Stored data
################

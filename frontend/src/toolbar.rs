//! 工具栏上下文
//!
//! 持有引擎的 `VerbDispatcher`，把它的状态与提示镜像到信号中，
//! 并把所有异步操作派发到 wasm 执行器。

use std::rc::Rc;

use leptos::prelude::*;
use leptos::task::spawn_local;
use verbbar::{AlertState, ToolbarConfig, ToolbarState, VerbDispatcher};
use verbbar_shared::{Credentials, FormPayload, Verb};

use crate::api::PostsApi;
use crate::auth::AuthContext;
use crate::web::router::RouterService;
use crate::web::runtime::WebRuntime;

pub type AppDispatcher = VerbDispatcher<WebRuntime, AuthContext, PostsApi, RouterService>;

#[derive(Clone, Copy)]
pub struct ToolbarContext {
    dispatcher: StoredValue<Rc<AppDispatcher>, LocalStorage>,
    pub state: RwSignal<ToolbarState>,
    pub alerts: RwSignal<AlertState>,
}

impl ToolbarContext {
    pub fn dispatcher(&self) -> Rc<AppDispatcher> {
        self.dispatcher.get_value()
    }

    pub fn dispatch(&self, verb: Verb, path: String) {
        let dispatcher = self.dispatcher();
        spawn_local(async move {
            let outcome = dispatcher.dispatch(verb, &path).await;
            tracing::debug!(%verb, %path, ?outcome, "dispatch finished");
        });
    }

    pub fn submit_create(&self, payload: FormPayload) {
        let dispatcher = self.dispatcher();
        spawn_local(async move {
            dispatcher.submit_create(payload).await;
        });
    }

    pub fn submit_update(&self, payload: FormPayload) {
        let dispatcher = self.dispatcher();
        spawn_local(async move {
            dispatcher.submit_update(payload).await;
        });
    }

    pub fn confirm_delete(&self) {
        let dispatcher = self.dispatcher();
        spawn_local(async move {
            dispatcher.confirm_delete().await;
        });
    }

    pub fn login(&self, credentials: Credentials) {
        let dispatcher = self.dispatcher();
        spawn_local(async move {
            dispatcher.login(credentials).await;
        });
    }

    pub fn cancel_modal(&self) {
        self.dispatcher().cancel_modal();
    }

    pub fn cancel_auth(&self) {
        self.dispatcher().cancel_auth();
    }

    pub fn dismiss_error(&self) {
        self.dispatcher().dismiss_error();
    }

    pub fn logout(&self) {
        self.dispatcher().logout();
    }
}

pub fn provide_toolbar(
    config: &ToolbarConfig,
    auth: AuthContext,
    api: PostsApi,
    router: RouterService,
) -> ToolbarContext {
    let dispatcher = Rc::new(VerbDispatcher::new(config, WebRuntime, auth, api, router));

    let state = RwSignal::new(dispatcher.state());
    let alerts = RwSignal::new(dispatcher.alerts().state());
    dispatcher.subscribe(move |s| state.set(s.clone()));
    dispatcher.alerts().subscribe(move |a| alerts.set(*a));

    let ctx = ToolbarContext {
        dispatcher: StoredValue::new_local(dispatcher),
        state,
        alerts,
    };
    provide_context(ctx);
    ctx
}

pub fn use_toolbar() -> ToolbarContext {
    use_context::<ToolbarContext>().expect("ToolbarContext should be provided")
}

################

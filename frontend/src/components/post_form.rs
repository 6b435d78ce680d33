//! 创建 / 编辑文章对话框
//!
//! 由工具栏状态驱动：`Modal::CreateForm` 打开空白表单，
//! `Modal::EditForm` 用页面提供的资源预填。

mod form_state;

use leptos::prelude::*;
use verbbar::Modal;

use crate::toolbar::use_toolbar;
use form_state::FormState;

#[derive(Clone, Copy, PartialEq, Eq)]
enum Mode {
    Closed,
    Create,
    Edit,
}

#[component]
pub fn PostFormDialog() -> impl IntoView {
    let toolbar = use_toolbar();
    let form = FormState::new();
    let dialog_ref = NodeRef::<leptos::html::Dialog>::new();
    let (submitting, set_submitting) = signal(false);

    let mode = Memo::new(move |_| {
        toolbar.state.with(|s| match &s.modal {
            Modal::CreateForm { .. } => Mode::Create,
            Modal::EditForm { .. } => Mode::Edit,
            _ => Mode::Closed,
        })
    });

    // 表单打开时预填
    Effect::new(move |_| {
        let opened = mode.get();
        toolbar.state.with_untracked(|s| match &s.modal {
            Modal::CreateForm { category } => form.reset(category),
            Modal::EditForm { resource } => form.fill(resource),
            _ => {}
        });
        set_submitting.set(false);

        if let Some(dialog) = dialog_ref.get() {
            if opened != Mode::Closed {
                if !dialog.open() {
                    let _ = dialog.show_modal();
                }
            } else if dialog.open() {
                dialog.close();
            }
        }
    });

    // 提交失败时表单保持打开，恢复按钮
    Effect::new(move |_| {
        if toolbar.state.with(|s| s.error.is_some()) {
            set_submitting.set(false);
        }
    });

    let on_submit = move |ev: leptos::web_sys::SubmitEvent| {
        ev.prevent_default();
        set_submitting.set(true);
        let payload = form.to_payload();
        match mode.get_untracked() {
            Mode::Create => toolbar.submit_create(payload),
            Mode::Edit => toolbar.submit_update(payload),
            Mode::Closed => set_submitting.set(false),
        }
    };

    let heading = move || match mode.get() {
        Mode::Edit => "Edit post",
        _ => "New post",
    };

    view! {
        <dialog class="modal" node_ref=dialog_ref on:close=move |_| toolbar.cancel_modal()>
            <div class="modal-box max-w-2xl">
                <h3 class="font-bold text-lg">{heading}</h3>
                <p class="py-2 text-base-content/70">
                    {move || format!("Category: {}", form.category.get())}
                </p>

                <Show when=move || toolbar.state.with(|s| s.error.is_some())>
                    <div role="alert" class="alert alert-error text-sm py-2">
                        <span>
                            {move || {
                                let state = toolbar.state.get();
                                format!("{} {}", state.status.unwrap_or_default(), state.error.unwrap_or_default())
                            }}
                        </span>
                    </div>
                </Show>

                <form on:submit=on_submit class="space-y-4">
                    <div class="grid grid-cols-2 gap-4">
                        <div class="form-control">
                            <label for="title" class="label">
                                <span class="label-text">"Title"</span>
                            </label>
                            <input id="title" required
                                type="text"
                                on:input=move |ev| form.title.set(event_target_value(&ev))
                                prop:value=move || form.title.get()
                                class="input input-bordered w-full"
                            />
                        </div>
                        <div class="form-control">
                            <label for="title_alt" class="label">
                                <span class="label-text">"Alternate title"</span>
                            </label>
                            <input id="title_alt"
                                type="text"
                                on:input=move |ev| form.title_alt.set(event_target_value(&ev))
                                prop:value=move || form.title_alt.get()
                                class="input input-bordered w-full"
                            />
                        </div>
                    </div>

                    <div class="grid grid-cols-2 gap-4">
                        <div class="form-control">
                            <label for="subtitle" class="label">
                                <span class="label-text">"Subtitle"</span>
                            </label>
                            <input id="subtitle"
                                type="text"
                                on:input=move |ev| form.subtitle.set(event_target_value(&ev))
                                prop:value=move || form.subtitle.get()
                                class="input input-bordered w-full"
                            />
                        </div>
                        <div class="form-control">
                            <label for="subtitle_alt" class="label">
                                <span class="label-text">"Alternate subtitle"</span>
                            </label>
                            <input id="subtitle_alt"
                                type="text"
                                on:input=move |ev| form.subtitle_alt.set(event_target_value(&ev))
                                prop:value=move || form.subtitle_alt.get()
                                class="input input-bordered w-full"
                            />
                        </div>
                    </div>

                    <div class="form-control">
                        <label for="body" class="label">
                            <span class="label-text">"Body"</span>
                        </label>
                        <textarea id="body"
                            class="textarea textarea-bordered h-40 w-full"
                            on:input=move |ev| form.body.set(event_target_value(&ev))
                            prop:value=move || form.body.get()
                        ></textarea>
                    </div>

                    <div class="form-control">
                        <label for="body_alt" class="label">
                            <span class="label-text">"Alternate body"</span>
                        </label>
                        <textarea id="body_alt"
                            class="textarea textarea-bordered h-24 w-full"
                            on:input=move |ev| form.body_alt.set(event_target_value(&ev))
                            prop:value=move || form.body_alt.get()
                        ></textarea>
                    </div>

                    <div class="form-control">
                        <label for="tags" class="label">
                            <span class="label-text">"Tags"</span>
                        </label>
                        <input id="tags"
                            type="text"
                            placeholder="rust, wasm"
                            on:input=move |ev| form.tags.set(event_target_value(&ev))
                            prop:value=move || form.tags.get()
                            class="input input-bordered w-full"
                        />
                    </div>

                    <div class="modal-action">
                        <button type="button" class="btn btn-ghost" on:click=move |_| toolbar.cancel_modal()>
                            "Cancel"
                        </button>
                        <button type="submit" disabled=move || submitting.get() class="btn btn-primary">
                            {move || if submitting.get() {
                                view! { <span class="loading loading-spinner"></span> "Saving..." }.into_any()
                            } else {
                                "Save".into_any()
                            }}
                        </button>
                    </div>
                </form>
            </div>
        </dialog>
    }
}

################

Show all of the lines above in which "wasm" is present.

//! 并把所有异步操作派发到 wasm 执行器。
                            placeholder="rust, wasm"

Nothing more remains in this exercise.